Figure 1. Soluble Aβ facilitates long-term depression in the CA1 region of hippocampal slices.

(A) Western blot of the 3 sources of soluble Aβ used for LTD experiments in this study. All 3 contain a SDS-stable band at ∼8 kDa, and this has been confirmed previously as an Aβ dimer by mass spectrometry (Shankar et al, 2008). 7PA2 CM also contains a higher, apparent trimer species. CHO- CM is devoid of these human Aβ species, as expected, and serves as a negative control throughout these studies. All samples were immunoprecipitated with polyclonal Aβ antibody AW8 and blotted with combined Aβ monoclonal antibodies 2G3 (Aβ₄₀) and 21F12 (Aβ₄₂). SEC: fractions rich in oligomers (left) or monomers (right) separated by SEC of 7PA2 CM (B) A train of 300 single pulses at 1 Hz (5 min; small grey bar) did not induce LTD in acute mouse hippocampal slices in the presence of CHO- CM (blue squares, n=6) but induced a significant LTD in the presence of 7PA2 CM (red circles, n=7).
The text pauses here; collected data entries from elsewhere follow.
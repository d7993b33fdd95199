//! StartConsultationHandler - Open a new symptom-intake conversation

use tracing::info;

use crate::domain::consultation::{ChatMessage, ConversationState, GREETING};
use crate::domain::foundation::ConsultationId;

/// Command to start a consultation
#[derive(Debug, Clone, Default)]
pub struct StartConsultationCommand;

/// Result of starting a consultation
#[derive(Debug, Clone)]
pub struct StartConsultationResult {
    pub consultation_id: ConsultationId,
    pub state: ConversationState,
    /// Assistant greeting that opens the transcript.
    pub greeting: ChatMessage,
}

/// Handler for starting consultations
#[derive(Debug, Clone, Default)]
pub struct StartConsultationHandler;

impl StartConsultationHandler {
    pub fn new() -> Self {
        Self
    }

    pub fn handle(&self, _cmd: StartConsultationCommand) -> StartConsultationResult {
        let consultation_id = ConsultationId::new();
        info!(consultation_id = %consultation_id, "Consultation started");

        StartConsultationResult {
            consultation_id,
            state: ConversationState::new(),
            greeting: ChatMessage::assistant(GREETING),
        }
    }
}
C-F A standard LTD protocol of 900 single pulses at 1 Hz (15 min; long grey bar) was applied to slices treated with 7PA2 CM (C), synthetic Aβ_1-42 (D), AD brain TBS extract (E), or SEC fractions from 7PA2 CM (F). All are not significantly different from their respective controls. Insets in B-F represent typical field excitatory postsynaptic potentials (fEPSPs) recorded before (light) and 50 min after (dark) LFS. Horizontal calibration bar, 10 ms; vertical bar, 0.5 mV.